武蔵野文化会館小ホールへ,イギリスのピアニスト,1949年生まれで60才代初期のクリスチャン・ブラックショウを聴きに行って来ました.

ブラックショウは10代にはオーボエを吹いていたといいますから,ピアニストとしては遅く出発したことになります.マンチェスター大学とRoyal Academy で学んだ後,レニングラード音楽院に学んだそうです.
いったん音楽界に登場した後,1980年代からおよそ20年間,姿を現さなかったといいますから,なかなか個性的なピアニストに違いありません.

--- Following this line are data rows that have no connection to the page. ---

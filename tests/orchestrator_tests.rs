//! End-to-end batch runs against in-memory collaborators
//!
//! Pages are served by a `StaticPageFetcher`, records live in a recording
//! store, and the accessibility check is scripted per URL.

use std::collections::{HashMap, HashSet};
use std::sync::{Arc, Mutex};
use std::time::Duration;

use anyhow::{Result, anyhow, bail};
use async_trait::async_trait;
use chrono::{NaiveDate, Utc};

use cafe_watch_lib::application::orchestrator::INACCESSIBLE_REASON;
use cafe_watch_lib::application::{RecordOutcome, RunOrchestrator};
use cafe_watch_lib::domain::{
    AccessibilityCheck, Blocklist, FieldMapping, FieldUpdates, FieldValue, RecordStore,
    SkipReason, StoredRecord,
};
use cafe_watch_lib::infrastructure::config::{
    BrowserConfig, CollectionConfig, ExtractionConfig, RunConfig,
};
use cafe_watch_lib::infrastructure::{
    BrowserDriver, Dialog, DriverError, DriverResult, ElementHandle, HtmlPageDriver,
    PostExtractor, StaticPageFetcher,
};

// ---------------------------------------------------------------------------
// Fakes
// ---------------------------------------------------------------------------

#[derive(Default)]
struct RecordingStore {
    collections: Mutex<HashMap<String, Vec<StoredRecord>>>,
    updates: Mutex<Vec<(String, FieldUpdates)>>,
    failing_records: Mutex<HashSet<String>>,
}
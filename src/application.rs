//! Application layer module
//!
//! Coordinates the domain rules with the browser session and the record
//! store: batch runs over collections and single-URL probes.

pub mod orchestrator;
pub mod probe;

pub use orchestrator::{BatchReport, ObserveError, RecordOutcome, RunOrchestrator};
pub use probe::{ProbeReport, probe};
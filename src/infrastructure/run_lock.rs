//! Process-wide run lock
//!
//! An advisory exclusive lock on a file keeps two observation runs from
//! overlapping. The lock is held by the [`RunLock`] value and released when
//! it is dropped; the OS releases it if the process dies.

use std::fs::{File, OpenOptions};
use std::io::{self, Read, Seek, SeekFrom, Write};
use std::path::{Path, PathBuf};

use chrono::Utc;
use fs2::FileExt;
use thiserror::Error;
use tracing::{debug, warn};

#[derive(Error, Debug)]
pub enum LockError {
    #[error("Another run holds the lock at {path} ({holder})")]
    Held { path: PathBuf, holder: String },

    #[error("Lock file error at {path}: {source}")]
    Io {
        path: PathBuf,
        #[source]
        source: io::Error,
    },
}

impl LockError {
    fn io(path: &Path, source: io::Error) -> Self {
        Self::Io {
            path: path.to_path_buf(),
            source,
        }
    }
}

/// An acquired run lock
#[derive(Debug)]
pub struct RunLock {
    file: File,
    path: PathBuf,
}

impl RunLock {
    /// Take the lock without waiting
    pub fn try_acquire(path: &Path) -> Result<Self, LockError> {
        if let Some(parent) = path.parent().filter(|p| !p.as_os_str().is_empty()) {
            std::fs::create_dir_all(parent).map_err(|e| LockError::io(parent, e))?;
        }

        let mut file = OpenOptions::new()
            .read(true)
            .write(true)
            .create(true)
            .truncate(false)
            .open(path)
            .map_err(|e| LockError::io(path, e))?;

        match file.try_lock_exclusive() {
            Ok(()) => {}
            Err(e) if e.kind() == io::ErrorKind::WouldBlock => {
                return Err(LockError::Held {
                    path: path.to_path_buf(),
                    holder: read_holder(&mut file),
                });
            }
            Err(e) => return Err(LockError::io(path, e)),
        }

        let lock = Self {
            file,
            path: path.to_path_buf(),
        };
        lock.write_holder()?;
        debug!("Acquired run lock {}", path.display());
        Ok(lock)
    }

    #[must_use]
    pub fn path(&self) -> &Path {
        &self.path
    }

    fn write_holder(&self) -> Result<(), LockError> {
        write_holder_line(&self.file).map_err(|e| LockError::io(&self.path, e))
    }
}

fn write_holder_line(mut file: &File) -> io::Result<()> {
    file.set_len(0)?;
    file.seek(SeekFrom::Start(0))?;
    writeln!(
        file,
        "pid={} started_at={}",
        std::process::id(),
        Utc::now().to_rfc3339()
    )?;
    file.flush()
}

fn read_holder(file: &mut File) -> String {
    let mut contents = String::new();
    match file.read_to_string(&mut contents) {
        Ok(_) if !contents.trim().is_empty() => contents.trim().to_string(),
        _ => "unknown holder".to_string(),
    }
}

impl Drop for RunLock {
    fn drop(&mut self) {
        if let Err(e) = FileExt::unlock(&self.file) {
            warn!("Failed to release run lock {}: {}", self.path.display(), e);
        } else {
            debug!("Released run lock {}", self.path.display());
        }
    }
}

プログラムノートに歯の浮くようなコメントが並んでいますが,上記の空白期間が既成の団子状態のピアニスト達と較べて,ある意味で新鮮さを持って受け入れられているのだと思います.2011年にはベルリンフィルと初協演したそうです.

今夜のプログラムは,
モーツアルト: ピアノ・ソナタ 第14番 ハ短調 K457
シューマン:  幻想曲 ハ長調 Op.17
          ※※※※※※※※
シューベルト: ピアノ・ソナタ 第21番 変ロ長調 D.960
でした.シューベルトの作品は「遺作」と呼ばれるモノです.

モーツアルトは,もともと楽譜に細かな指定がないのですから,個性的な演奏に向いていると思いますが,このソナタはモーツアルト唯一の短調のピアノソナタなのですが,それにしては,このピアニストの明るい温色が,長調で書かれたロンド形式の美しい第2楽章(緩徐楽章:ベートーヴェンの第8番ソナタ第2楽章の旋律との関連性が指摘されている)で十分に生かされていたと思います.
第3楽章では,このピアニストが,フェルマータの休止を恣意的に長く取る傾向に気づかされました.

シューマンの「幻想曲」は,元々ベートーヴェンの記念碑を建立する資金のために書かれたもので,第1楽章(「幻想的に、情熱的に弾くこと」という指定付)の終結部に,ベートーヴェンの「遙かなる恋人に寄す」が引用されて静かに終わりますが,クララとの結婚にその父親から猛反対された絶望感が第1楽章に盛り込まれていて,冒頭のハ長調が.ハ短調に転調され,悲痛なハ短調主題が展開されています.
第2楽章は,自由なロンド形式で,行進曲風に始まり,ゆったりした部分を経て,輝かしく締めくくられています.
第3楽章は,自由なソナタ形式による静かな勝利の歌の緩徐楽章で,独特の余韻を残して終わります.この全曲を通して,フェルマータがかなり個性的に活用されていました.

シューベルトの[遺作」D.960は私がたいへん好きな曲で,昨年の内田光子の名演が記憶に焼き付いていますし,ブレンデルの名盤を良く聴いていているモノとしては,ブラックショウがイギリスの大先輩,内田光子(イギリス在住)やブレンデルの名演を聴いたことがあったのだろうかと訝しく感じました.
時に不必要に強く打鍵して音を濁らしてpp 部分とのバランスを崩していたのが残念でしたし.フェルマータの恣意的な扱いも不本意でした.

私は2日後に日本のピアニスト伊藤恵さんがこの曲を弾くのを,紀尾井ホールで聴く予定をしていますが,彼女の方が優れた演奏を聴かせてくれるモノと期待しています.